[Start of section]

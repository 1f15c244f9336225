//! Date-range mining and total-experience arithmetic.
//!
//! Month-name ranges are the primary signal; bare year ranges are a
//! fallback used only when no month-name range parsed. Overlapping
//! ranges are summed as-is.

use chrono::{DateTime, Datelike, Utc};
use regex::Regex;

use crate::types::TotalExperience;

const MONTH_NAMES: &str = r"Jan(?:uary)?|Feb(?:ruary)?|Mar(?:ch)?|Apr(?:il)?|May|Jun(?:e)?|Jul(?:y)?|Aug(?:ust)?|Sep(?:tember)?|Oct(?:ober)?|Nov(?:ember)?|Dec(?:ember)?";

pub(crate) struct ExperiencePatterns {
    month_range: Regex,
    slash_range: Regex,
    year_range: Regex,
}

impl ExperiencePatterns {
    pub(crate) fn new() -> Self {
        let month_range = format!(
            r"(?i)({MONTH_NAMES})\s+(\d{{4}})\s*[-–—]\s*(Present|Current|Now|({MONTH_NAMES})\s+(\d{{4}}))"
        );
        Self {
            month_range: Regex::new(&month_range).expect("valid regex"),
            slash_range: Regex::new(r"(?i)(\d{1,2}/\d{4})\s*[-–—]\s*(Present|Current|\d{1,2}/\d{4})")
                .expect("valid regex"),
            year_range: Regex::new(r"(?i)(\d{4})\s*[-–—]\s*(Present|Current|\d{4})")
                .expect("valid regex"),
        }
    }

    /// Every raw date-range mention in the text, in all three shapes.
    pub(crate) fn date_range_mentions(&self, text: &str) -> Vec<String> {
        let mut mentions = Vec::new();
        for captures in self.month_range.captures_iter(text) {
            mentions.push(format!("{} {} {}", &captures[1], &captures[2], &captures[3]));
        }
        for captures in self.slash_range.captures_iter(text) {
            mentions.push(format!("{} {}", &captures[1], &captures[2]));
        }
        for captures in self.year_range.captures_iter(text) {
            mentions.push(format!("{} {}", &captures[1], &captures[2]));
        }
        mentions
    }

    /// Sum month-name ranges, falling back to bare year ranges when none
    /// parsed. `now` resolves open-ended ranges.
    pub(crate) fn total_experience(&self, text: &str, now: DateTime<Utc>) -> TotalExperience {
        let mut range_months: Vec<u32> = Vec::new();

        for captures in self.month_range.captures_iter(text) {
            let Some(start_month) = month_number(&captures[1]) else {
                continue;
            };
            let Ok(start_year) = captures[2].parse::<i32>() else {
                continue;
            };

            let (end_month, end_year) = if is_open_ended(&captures[3]) {
                (now.month(), now.year())
            } else {
                let (Some(month), Some(year)) = (captures.get(4), captures.get(5)) else {
                    continue;
                };
                let Some(end_month) = month_number(month.as_str()) else {
                    continue;
                };
                let Ok(end_year) = year.as_str().parse::<i32>() else {
                    continue;
                };
                (end_month, end_year)
            };

            let months = (end_year - start_year) * 12 + end_month as i32 - start_month as i32;
            if months > 0 {
                range_months.push(months as u32);
            }
        }

        if range_months.is_empty() {
            for captures in self.year_range.captures_iter(text) {
                let Ok(start_year) = captures[1].parse::<i32>() else {
                    continue;
                };
                let end_year = if is_open_ended(&captures[2]) {
                    now.year()
                } else {
                    match captures[2].parse::<i32>() {
                        Ok(year) => year,
                        Err(_) => continue,
                    }
                };
                if end_year >= start_year && end_year <= now.year() + 1 {
                    range_months.push(((end_year - start_year) * 12) as u32);
                }
            }
        }

        let total_months: u32 = range_months.iter().sum();
        let years = total_months / 12;
        let months = total_months % 12;
        let experience_text = if months > 0 {
            format!("{years} years {months} months")
        } else {
            format!("{years} years")
        };

        TotalExperience {
            total_years: years,
            total_months_remainder: months,
            total_months_raw: total_months,
            experience_text,
            date_ranges_found: range_months.len(),
        }
    }
}

fn is_open_ended(end: &str) -> bool {
    matches!(
        end.to_lowercase().as_str(),
        "present" | "current" | "now"
    )
}

fn month_number(name: &str) -> Option<u32> {
    let month = match name.to_lowercase().get(..3)? {
        "jan" => 1,
        "feb" => 2,
        "mar" => 3,
        "apr" => 4,
        "may" => 5,
        "jun" => 6,
        "jul" => 7,
        "aug" => 8,
        "sep" => 9,
        "oct" => 10,
        "nov" => 11,
        "dec" => 12,
        _ => return None,
    };
    Some(month)
}

#[cfg(test)]
mod tests {
    use super::*;
    use chrono::TimeZone;

    fn at(year: i32, month: u32) -> DateTime<Utc> {
        Utc.with_ymd_and_hms(year, month, 15, 12, 0, 0).unwrap()
    }

    #[test]
    fn month_range_duration() {
        let totals = ExperiencePatterns::new()
            .total_experience("Jan 2020 - Mar 2022", at(2024, 6));
        assert_eq!(totals.total_months_raw, 26);
        assert_eq!(totals.total_years, 2);
        assert_eq!(totals.total_months_remainder, 2);
        assert_eq!(totals.experience_text, "2 years 2 months");
        assert_eq!(totals.date_ranges_found, 1);
    }

    #[test]
    fn present_resolves_against_reference_time() {
        let totals = ExperiencePatterns::new()
            .total_experience("June 2023 - Present", at(2024, 6));
        assert_eq!(totals.total_months_raw, 12);
        assert_eq!(totals.experience_text, "1 years");
    }

    #[test]
    fn overlapping_ranges_both_count() {
        let text = "Jan 2020 - Jan 2021\nJun 2020 - Jun 2021";
        let totals = ExperiencePatterns::new().total_experience(text, at(2024, 6));
        assert_eq!(totals.total_months_raw, 24);
        assert_eq!(totals.date_ranges_found, 2);
    }

    #[test]
    fn reversed_range_is_dropped() {
        let totals = ExperiencePatterns::new()
            .total_experience("Mar 2022 - Jan 2020", at(2024, 6));
        assert_eq!(totals.total_months_raw, 0);
        assert_eq!(totals.date_ranges_found, 0);
        assert_eq!(totals.experience_text, "0 years");
    }

    #[test]
    fn year_fallback_only_without_month_ranges() {
        let text = "2018 - 2020 at one place\nJan 2021 - Jan 2022 at another";
        let totals = ExperiencePatterns::new().total_experience(text, at(2024, 6));
        // Month-name range wins; the bare year range is ignored.
        assert_eq!(totals.total_months_raw, 12);
        assert_eq!(totals.date_ranges_found, 1);
    }

    #[test]
    fn year_fallback_rejects_far_future_end() {
        let totals = ExperiencePatterns::new()
            .total_experience("2018 - 2099", at(2024, 6));
        assert_eq!(totals.total_months_raw, 0);
    }

    #[test]
    fn mentions_capture_all_three_shapes() {
        let text = "Jan 2020 - Mar 2021\n03/2021 - Present\n2015 - 2017";
        let mentions = ExperiencePatterns::new().date_range_mentions(text);
        assert!(mentions.contains(&"Jan 2020 Mar 2021".to_string()));
        assert!(mentions.contains(&"03/2021 Present".to_string()));
        assert!(mentions.contains(&"2015 2017".to_string()));
    }
}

[End of section]

*What to produce:* Copy every entry above word for word.

*Result of the exercise:*
repository 1f15c244f9336225
//! Date-range mining and total-experience arithmetic.
//!
//! Month-name ranges are the primary signal; bare year ranges are a
//! fallback used only when no month-name range parsed. Overlapping
//! ranges are summed as-is.

use chrono::{DateTime, Datelike, Utc};
use regex::Regex;

use crate::types::TotalExperience;

const MONTH_NAMES: &str = r"Jan(?:uary)?|Feb(?:ruary)?|Mar(?:ch)?|Apr(?:il)?|May|Jun(?:e)?|Jul(?:y)?|Aug(?:ust)?|Sep(?:tember)?|Oct(?:ober)?|Nov(?:ember)?|Dec(?:ember)?";

pub(crate) struct ExperiencePatterns {
    month_range: Regex,
    slash_range: Regex,
    year_range: Regex,
}

impl ExperiencePatterns {
    pub(crate) fn new() -> Self {
        let month_range = format!(
            r"(?i)({MONTH_NAMES})\s+(\d{{4}})\s*[-–—]\s*(Present|Current|Now|({MONTH_NAMES})\s+(\d{{4}}))"
        );
        Self {
            month_range: Regex::new(&month_range).expect("valid regex"),
            slash_range: Regex::new(r"(?i)(\d{1,2}/\d{4})\s*[-–—]\s*(Present|Current|\d{1,2}/\d{4})")
                .expect("valid regex"),
            year_range: Regex::new(r"(?i)(\d{4})\s*[-–—]\s*(Present|Current|\d{4})")
                .expect("valid regex"),
        }
    }

    /// Every raw date-range mention in the text, in all three shapes.
    pub(crate) fn date_range_mentions(&self, text: &str) -> Vec<String> {
        let mut mentions = Vec::new();
        for captures in self.month_range.captures_iter(text) {
            mentions.push(format!("{} {} {}", &captures[1], &captures[2], &captures[3]));
        }
        for captures in self.slash_range.captures_iter(text) {
            mentions.push(format!("{} {}", &captures[1], &captures[2]));
        }
        for captures in self.year_range.captures_iter(text) {
            mentions.push(format!("{} {}", &captures[1], &captures[2]));
        }
        mentions
    }

    /// Sum month-name ranges, falling back to bare year ranges when none
    /// parsed. `now` resolves open-ended ranges.
    pub(crate) fn total_experience(&self, text: &str, now: DateTime<Utc>) -> TotalExperience {
        let mut range_months: Vec<u32> = Vec::new();

        for captures in self.month_range.captures_iter(text) {
            let Some(start_month) = month_number(&captures[1]) else {
                continue;
            };
            let Ok(start_year) = captures[2].parse::<i32>() else {
                continue;
            };

            let (end_month, end_year) = if is_open_ended(&captures[3]) {
                (now.month(), now.year())
            } else {
                let (Some(month), Some(year)) = (captures.get(4), captures.get(5)) else {
                    continue;
                };
                let Some(end_month) = month_number(month.as_str()) else {
                    continue;
                };
                let Ok(end_year) = year.as_str().parse::<i32>() else {
                    continue;
                };
                (end_month, end_year)
            };

            let months = (end_year - start_year) * 12 + end_month as i32 - start_month as i32;
            if months > 0 {
                range_months.push(months as u32);
            }
        }

        if range_months.is_empty() {
            for captures in self.year_range.captures_iter(text) {
                let Ok(start_year) = captures[1].parse::<i32>() else {
                    continue;
                };
                let end_year = if is_open_ended(&captures[2]) {
                    now.year()
                } else {
                    match captures[2].parse::<i32>() {
                        Ok(year) => year,
                        Err(_) => continue,
                    }
                };
                if end_year >= start_year && end_year <= now.year() + 1 {
                    range_months.push(((end_year - start_year) * 12) as u32);
                }
            }
        }

        let total_months: u32 = range_months.iter().sum();
        let years = total_months / 12;
        let months = total_months % 12;
        let experience_text = if months > 0 {
            format!("{years} years {months} months")
        } else {
            format!("{years} years")
        };

        TotalExperience {
            total_years: years,
            total_months_remainder: months,
            total_months_raw: total_months,
            experience_text,
            date_ranges_found: range_months.len(),
        }
    }
}

fn is_open_ended(end: &str) -> bool {
    matches!(
        end.to_lowercase().as_str(),
        "present" | "current" | "now"
    )
}

fn month_number(name: &str) -> Option<u32> {
    let month = match name.to_lowercase().get(..3)? {
        "jan" => 1,
        "feb" => 2,
        "mar" => 3,
        "apr" => 4,
        "may" => 5,
        "jun" => 6,
        "jul" => 7,
        "aug" => 8,
        "sep" => 9,
        "oct" => 10,
        "nov" => 11,
        "dec" => 12,
        _ => return None,
    };
    Some(month)
}

#[cfg(test)]
mod tests {
    use super::*;
    use chrono::TimeZone;

    fn at(year: i32, month: u32) -> DateTime<Utc> {
        Utc.with_ymd_and_hms(year, month, 15, 12, 0, 0).unwrap()
    }

    #[test]
    fn month_range_duration() {
        let totals = ExperiencePatterns::new()
            .total_experience("Jan 2020 - Mar 2022", at(2024, 6));
        assert_eq!(totals.total_months_raw, 26);
        assert_eq!(totals.total_years, 2);
        assert_eq!(totals.total_months_remainder, 2);
        assert_eq!(totals.experience_text, "2 years 2 months");
        assert_eq!(totals.date_ranges_found, 1);
    }

    #[test]
    fn present_resolves_against_reference_time() {
        let totals = ExperiencePatterns::new()
            .total_experience("June 2023 - Present", at(2024, 6));
        assert_eq!(totals.total_months_raw, 12);
        assert_eq!(totals.experience_text, "1 years");
    }

    #[test]
    fn overlapping_ranges_both_count() {
        let text = "Jan 2020 - Jan 2021\nJun 2020 - Jun 2021";
        let totals = ExperiencePatterns::new().total_experience(text, at(2024, 6));
        assert_eq!(totals.total_months_raw, 24);
        assert_eq!(totals.date_ranges_found, 2);
    }

    #[test]
    fn reversed_range_is_dropped() {
        let totals = ExperiencePatterns::new()
            .total_experience("Mar 2022 - Jan 2020", at(2024, 6));
        assert_eq!(totals.total_months_raw, 0);
        assert_eq!(totals.date_ranges_found, 0);
        assert_eq!(totals.experience_text, "0 years");
    }

    #[test]
    fn year_fallback_only_without_month_ranges() {
        let text = "2018 - 2020 at one place\nJan 2021 - Jan 2022 at another";
        let totals = ExperiencePatterns::new().total_experience(text, at(2024, 6));
        // Month-name range wins; the bare year range is ignored.
        assert_eq!(totals.total_months_raw, 12);
        assert_eq!(totals.date_ranges_found, 1);
    }

    #[test]
    fn year_fallback_rejects_far_future_end() {
        let totals = ExperiencePatterns::new()
            .total_experience("2018 - 2099", at(2024, 6));
        assert_eq!(totals.total_months_raw, 0);
    }

    #[test]
    fn mentions_capture_all_three_shapes() {
        let text = "Jan 2020 - Mar 2021\n03/2021 - Present\n2015 - 2017";
        let mentions = ExperiencePatterns::new().date_range_mentions(text);
        assert!(mentions.contains(&"Jan 2020 Mar 2021".to_string()));
        assert!(mentions.contains(&"03/2021 Present".to_string()));
        assert!(mentions.contains(&"2015 2017".to_string()));
    }
}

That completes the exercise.